La seconda osservazione che vorrei proporre è la seguente, forse è solo una mia lettura, ma mi sembra che i giapponesi lascino sempre all’altro una possibilità, se pur in minima parte, di vincere. Forse esagero ma questa osservazione nasce dal fatto che è come se si rifiutassero di bloccare in modo “poco pulito” l’attacco dell’altro. Fateci caso, ci conoscono, ci studiano, si adattano ma, almeno in questo caso, non ci copiano. Vogliono essere più forti non più furbi, la loro strategia non è contro, ma verso l’altro. La maggior parte di loro cercano più il risultato che possono fare, più che cercare di contrastare gli attacchi dell’altro. Ora questo regolamento ci ha messo una zeppa, ma per anni il judo occidentale aveva, nei suoi aspetti deteriori, fior di professionisti nel perdere tempo, ritardare le prese se in vantaggio, smettere di attaccare e fare “catenaccio”. Non l’ho mai visto fare ad un giapponese, come se per loro fare un judo furbesco costituisse un disonore, là nella patria del judo alcuni valori vanno preservati. Oppure non è così e la faccenda è ancora più complessa.

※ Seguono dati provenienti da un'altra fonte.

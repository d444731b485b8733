//! Snapshot rendering and storage.
//!
//! Renders bounding boxes and species/confidence labels onto a copy of the
//! frame, caps the image size for phone-friendly delivery, and writes a
//! compressed JPEG under the run's snapshot directory. Filenames derive
//! from the source frame index, which is unique within a run, so names are
//! collision-free and deterministic. The returned path is web-relative; the
//! process's filesystem layout never leaks into the report.

use std::fs::File;
use std::io::BufWriter;
use std::path::PathBuf;

use image::codecs::jpeg::JpegEncoder;
use image::{imageops, ExtendedColorType, ImageEncoder, Rgb, RgbImage};
use imageproc::drawing::draw_hollow_rect_mut;
use imageproc::rect::Rect;

use crate::alert::AlertLevel;
use crate::detect::Detection;
use crate::error::PipelineError;
use crate::frame::SampledFrame;

/// Box/label colors keyed to alert severity.
fn severity_color(level: AlertLevel) -> Rgb<u8> {
    match level {
        AlertLevel::High => Rgb([220, 40, 40]),
        AlertLevel::Medium => Rgb([240, 140, 20]),
        AlertLevel::Low => Rgb([60, 180, 75]),
    }
}

/// Location of a snapshot written to durable storage.
#[derive(Clone, Debug)]
pub struct StoredSnapshot {
    pub file: String,
    pub path: String,
}

/// Writes annotated snapshot images under a per-run output directory.
#[derive(Debug)]
pub struct SnapshotWriter {
    dir: PathBuf,
    web_prefix: String,
    max_width: u32,
    max_height: u32,
    jpeg_quality: u8,
}

impl SnapshotWriter {
    /// Create the output directory and the writer.
    ///
    /// Fails with `PipelineError::Storage` when the directory cannot be
    /// created; an unwritable directory is fatal for the whole run.
    pub fn create(
        dir: impl Into<PathBuf>,
        web_prefix: impl Into<String>,
        max_width: u32,
        max_height: u32,
        jpeg_quality: u8,
    ) -> Result<Self, PipelineError> {
        let dir = dir.into();
        std::fs::create_dir_all(&dir).map_err(|e| {
            PipelineError::storage(format!(
                "cannot create snapshot directory {}: {e}",
                dir.display()
            ))
        })?;
        Ok(Self {
            dir,
            web_prefix: web_prefix.into(),
            max_width,
            max_height,
            jpeg_quality,
        })
    }

    /// Render and persist one snapshot.
    pub fn write(
        &self,
        frame: &SampledFrame,
        detections: &[Detection],
        level: AlertLevel,
    ) -> Result<StoredSnapshot, PipelineError> {
        let mut img = RgbImage::from_raw(frame.width, frame.height, frame.pixels.clone())
            .ok_or_else(|| {
                PipelineError::storage(format!(
                    "frame {} buffer does not match {}x{}",
                    frame.index, frame.width, frame.height
                ))
            })?;

        let color = severity_color(level);
        for det in detections {
            draw_detection(&mut img, det, color);
        }

        let img = cap_size(img, self.max_width, self.max_height);

        let file = snapshot_filename(frame.index, detections);
        let disk_path = self.dir.join(&file);
        let out = File::create(&disk_path).map_err(|e| {
            PipelineError::storage(format!("cannot write {}: {e}", disk_path.display()))
        })?;
        let encoder = JpegEncoder::new_with_quality(BufWriter::new(out), self.jpeg_quality);
        encoder
            .write_image(
                img.as_raw(),
                img.width(),
                img.height(),
                ExtendedColorType::Rgb8,
            )
            .map_err(|e| {
                PipelineError::storage(format!("jpeg encode of {} failed: {e}", disk_path.display()))
            })?;

        log::info!(
            "snapshot: {} ({} detections, {})",
            file,
            detections.len(),
            level.as_str()
        );

        Ok(StoredSnapshot {
            path: format!("{}/{}", self.web_prefix, file),
            file,
        })
    }
}

/// `<primary_species>_f<frame:06>.jpg`, primary = highest confidence.
fn snapshot_filename(frame_index: u64, detections: &[Detection]) -> String {
    let primary = detections
        .iter()
        .max_by(|a, b| a.confidence.total_cmp(&b.confidence))
        .map(|det| det.species.replace(' ', "_"))
        .unwrap_or_else(|| "unknown".to_string());
    format!("{primary}_f{frame_index:06}.jpg")
}

fn draw_detection(img: &mut RgbImage, det: &Detection, color: Rgb<u8>) {
    let bbox = &det.bbox;
    let x2 = bbox.x2.min(img.width());
    let y2 = bbox.y2.min(img.height());
    if bbox.x1 >= x2 || bbox.y1 >= y2 {
        return;
    }
    let width = x2 - bbox.x1;
    let height = y2 - bbox.y1;

    // Two nested rects give a 2px border without a filled overlay.
    let outer = Rect::at(bbox.x1 as i32, bbox.y1 as i32).of_size(width, height);
    draw_hollow_rect_mut(img, outer, color);
    if width > 2 && height > 2 {
        let inner = Rect::at(bbox.x1 as i32 + 1, bbox.y1 as i32 + 1).of_size(width - 2, height - 2);
        draw_hollow_rect_mut(img, inner, color);
    }

    let label = format!("{} {:.0}%", det.species.to_uppercase(), det.confidence * 100.0);
    let label_y = bbox.y1.saturating_sub(label::GLYPH_HEIGHT + 2);
    label::stamp(img, &label, bbox.x1, label_y, color);
}

/// Cap to the configured bounds, preserving aspect ratio; never upscale.
fn cap_size(img: RgbImage, max_width: u32, max_height: u32) -> RgbImage {
    let (w, h) = (img.width(), img.height());
    if w <= max_width && h <= max_height {
        return img;
    }
    let scale_w = max_width as f64 / w as f64;
    let scale_h = max_height as f64 / h as f64;
    let scale = scale_w.min(scale_h);
    let new_w = ((w as f64 * scale).round() as u32).max(1);
    let new_h = ((h as f64 * scale).round() as u32).max(1);
    imageops::resize(&img, new_w, new_h, imageops::FilterType::Triangle)
}

/// Minimal 5x7 bitmap glyphs for snapshot labels.
///
/// A font rasterizer is deliberately not pulled in for a dozen uppercase
/// characters; labels only ever contain species names and a percentage.
mod label {
    use image::{Rgb, RgbImage};

    pub const GLYPH_HEIGHT: u32 = 7;
    const GLYPH_WIDTH: u32 = 5;

    /// Column-encoded 5x7 glyph, bit 0 = top row.
    fn glyph(ch: char) -> [u8; 5] {
        match ch {
            'A' => [0x7E, 0x11, 0x11, 0x11, 0x7E],
            'B' => [0x7F, 0x49, 0x49, 0x49, 0x36],
            'C' => [0x3E, 0x41, 0x41, 0x41, 0x22],
            'D' => [0x7F, 0x41, 0x41, 0x22, 0x1C],
            'E' => [0x7F, 0x49, 0x49, 0x49, 0x41],
            'F' => [0x7F, 0x09, 0x09, 0x09, 0x01],
            'G' => [0x3E, 0x41, 0x49, 0x49, 0x7A],
            'H' => [0x7F, 0x08, 0x08, 0x08, 0x7F],
            'I' => [0x00, 0x41, 0x7F, 0x41, 0x00],
            'J' => [0x20, 0x40, 0x41, 0x3F, 0x01],
            'K' => [0x7F, 0x08, 0x14, 0x22, 0x41],
            'L' => [0x7F, 0x40, 0x40, 0x40, 0x40],
            'M' => [0x7F, 0x02, 0x0C, 0x02, 0x7F],
            'N' => [0x7F, 0x04, 0x08, 0x10, 0x7F],
            'O' => [0x3E, 0x41, 0x41, 0x41, 0x3E],
            'P' => [0x7F, 0x09, 0x09, 0x09, 0x06],
            'Q' => [0x3E, 0x41, 0x51, 0x21, 0x5E],
            'R' => [0x7F, 0x09, 0x19, 0x29, 0x46],
            'S' => [0x46, 0x49, 0x49, 0x49, 0x31],
            'T' => [0x01, 0x01, 0x7F, 0x01, 0x01],
            'U' => [0x3F, 0x40, 0x40, 0x40, 0x3F],
            'V' => [0x1F, 0x20, 0x40, 0x20, 0x1F],
            'W' => [0x3F, 0x40, 0x38, 0x40, 0x3F],
            'X' => [0x63, 0x14, 0x08, 0x14, 0x63],
            'Y' => [0x07, 0x08, 0x70, 0x08, 0x07],
            'Z' => [0x61, 0x51, 0x49, 0x45, 0x43],
            '0' => [0x3E, 0x51, 0x49, 0x45, 0x3E],
            '1' => [0x00, 0x42, 0x7F, 0x40, 0x00],
            '2' => [0x42, 0x61, 0x51, 0x49, 0x46],
            '3' => [0x21, 0x41, 0x45, 0x4B, 0x31],
            '4' => [0x18, 0x14, 0x12, 0x7F, 0x10],
            '5' => [0x27, 0x45, 0x45, 0x45, 0x39],
            '6' => [0x3C, 0x4A, 0x49, 0x49, 0x30],
            '7' => [0x01, 0x71, 0x09, 0x05, 0x03],
            '8' => [0x36, 0x49, 0x49, 0x49, 0x36],
            '9' => [0x06, 0x49, 0x49, 0x29, 0x1E],
            '%' => [0x23, 0x13, 0x08, 0x64, 0x62],
            '-' => [0x08, 0x08, 0x08, 0x08, 0x08],
            '_' => [0x40, 0x40, 0x40, 0x40, 0x40],
            _ => [0x00; 5],
        }
    }

    /// Stamp `text` starting at (x, y); pixels outside the image are dropped.
    pub fn stamp(img: &mut RgbImage, text: &str, x: u32, y: u32, color: Rgb<u8>) {
        let mut cursor = x;
        for ch in text.chars() {
            for (col, bits) in glyph(ch).iter().enumerate() {
                for row in 0..GLYPH_HEIGHT {
                    if bits >> row & 1 == 1 {
                        let px = cursor + col as u32;
                        let py = y + row;
                        if px < img.width() && py < img.height() {
                            img.put_pixel(px, py, color);
                        }
                    }
                }
            }
            cursor += GLYPH_WIDTH + 1;
        }
    }
}

#[cfg(test)]
mod tests {
    use super::*;
    use crate::detect::BoundingBox;

    fn frame(width: u32, height: u32, index: u64) -> SampledFrame {
        SampledFrame::new(
            vec![128u8; (width * height * 3) as usize],
            width,
            height,
            index,
            index as f64 / 30.0,
        )
    }

    fn lion(confidence: f32) -> Detection {
        let bbox = BoundingBox::new(40, 40, 200, 160).unwrap();
        Detection::new("lion", confidence, bbox).unwrap()
    }

    #[test]
    fn writes_jpeg_with_stable_name_and_web_path() {
        let dir = tempfile::tempdir().unwrap();
        let writer =
            SnapshotWriter::create(dir.path().join("snapshots"), "/snapshots", 480, 480, 70)
                .unwrap();

        let stored = writer
            .write(&frame(320, 240, 50), &[lion(0.9)], AlertLevel::High)
            .unwrap();

        assert_eq!(stored.file, "lion_f000050.jpg");
        assert_eq!(stored.path, "/snapshots/lion_f000050.jpg");
        let on_disk = dir.path().join("snapshots").join(&stored.file);
        assert!(on_disk.exists());
        assert!(std::fs::metadata(&on_disk).unwrap().len() > 0);
    }

    #[test]
    fn primary_species_is_highest_confidence() {
        let bbox = BoundingBox::new(5, 5, 30, 30).unwrap();
        let dets = vec![
            Detection::new("zebra", 0.6, bbox).unwrap(),
            Detection::new("african elephant", 0.95, bbox).unwrap(),
        ];
        assert_eq!(snapshot_filename(7, &dets), "african_elephant_f000007.jpg");
    }

    #[test]
    fn large_frames_are_capped_without_upscaling_small_ones() {
        let big = cap_size(RgbImage::new(1920, 1080), 480, 480);
        assert_eq!(big.width(), 480);
        assert_eq!(big.height(), 270);

        let small = cap_size(RgbImage::new(320, 240), 480, 480);
        assert_eq!((small.width(), small.height()), (320, 240));
    }

    #[test]
    fn unwritable_directory_is_a_storage_error() {
        let dir = tempfile::tempdir().unwrap();
        let blocker = dir.path().join("occupied");
        std::fs::write(&blocker, b"not a directory").unwrap();

        let err = SnapshotWriter::create(blocker.join("snapshots"), "/snapshots", 480, 480, 70)
            .unwrap_err();
        assert!(matches!(err, PipelineError::Storage(_)));
    }

    #[test]
    fn annotation_changes_pixels_inside_the_box() {
        let mut img = RgbImage::from_pixel(100, 100, Rgb([128, 128, 128]));
        let det = lion(0.8);
        draw_detection(&mut img, &det, Rgb([220, 40, 40]));
        // Border pixel of the (clamped) box took the severity color.
        assert_eq!(*img.get_pixel(40, 40), Rgb([220, 40, 40]));
    }
}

Ci potrebbe essere un altro fattore, e cioè che l’ Occidente offre una dimensione legata alla realizzazione del “singolo” come individuo, l’Oriente va verso il collettivo. Il poeta massimo della lingua italiana è Dante Aligheri e non Alighieri Dante. Da noi le persone si chiamano prima con il nome e non con il cognome come in Giappone (ad esempio si dice formalmente Kano Jigoro e non il contrario). Ma non finisce qui, quando il Giappone, per necessità, celebra il singolo lo celebra non nella vittoria ma nella capacità di procurarsi la sconfitta. Faccio un esempio, il Giappone è universalmente conosciuto per la spada, l’uchigatana, e per la saga dei Samurai, guerrieri fortissimi che non avevano rivali. Ebbene il valore massimo del samurai non era dimostrato in battaglia, ma nel seppuku o suicidio rituale. Cioè la forza del samurai consisteva nel togliersi volontariamente la vita, se necessario, in aderenza al codice cavalleresco; togliere la vita è morire, da un punto di vista sportivo è la sconfitta. L’eroe giapponese è quindi un eroe romantico, un eroe che si procura una sconfitta, mentre l’eroe occidentale è un eroe vincente; Ulisse è il guerriero per antonomasia, astuto e determinato aggira i Troiani suggerendo lo stratagemma del cavallo e inganna Polifemo, il figlio di un dio, egli non ha rispetto per nessuno se non per la ricerca del risultato. L’Occidente celebra la vittoria come aspirazione del favore degli dei, addirittura l’America stampa sulla sua moneta “ Noi crediamo in Dio” producendo un intreccio, preoccupante, tra ricchezza e religiosità. Per l’Occidente il guerriero (lo sportivo) più amato è il più vincente, per l’Oriente il guerriero più celebrato è chi si suicida o chi, in alternativa si trasforma in teorico e filosofo come Miyamoto Musashi (anche qui prima il cognome). Per questi motivi amo vedere questa nazionale, i cui partecipanti si presentano calmi, completamente inespressivi, pronti a concentrare tutta la loro potenza in un attacco, non strappano continuamente le prese, ma cercano la presa adatta che spesso è quella fondamentale, hanno quasi tutti lo stesso hairi kata a terra che è semplicissimo ma molto efficace. Che vincano o perdano sono sempre molto dignitosi, quando vincono fanno gesti misurati se perdono lo fanno in silenzio senza disperarsi. Forse questa è la seconda cosa che ho imparato dai giapponesi.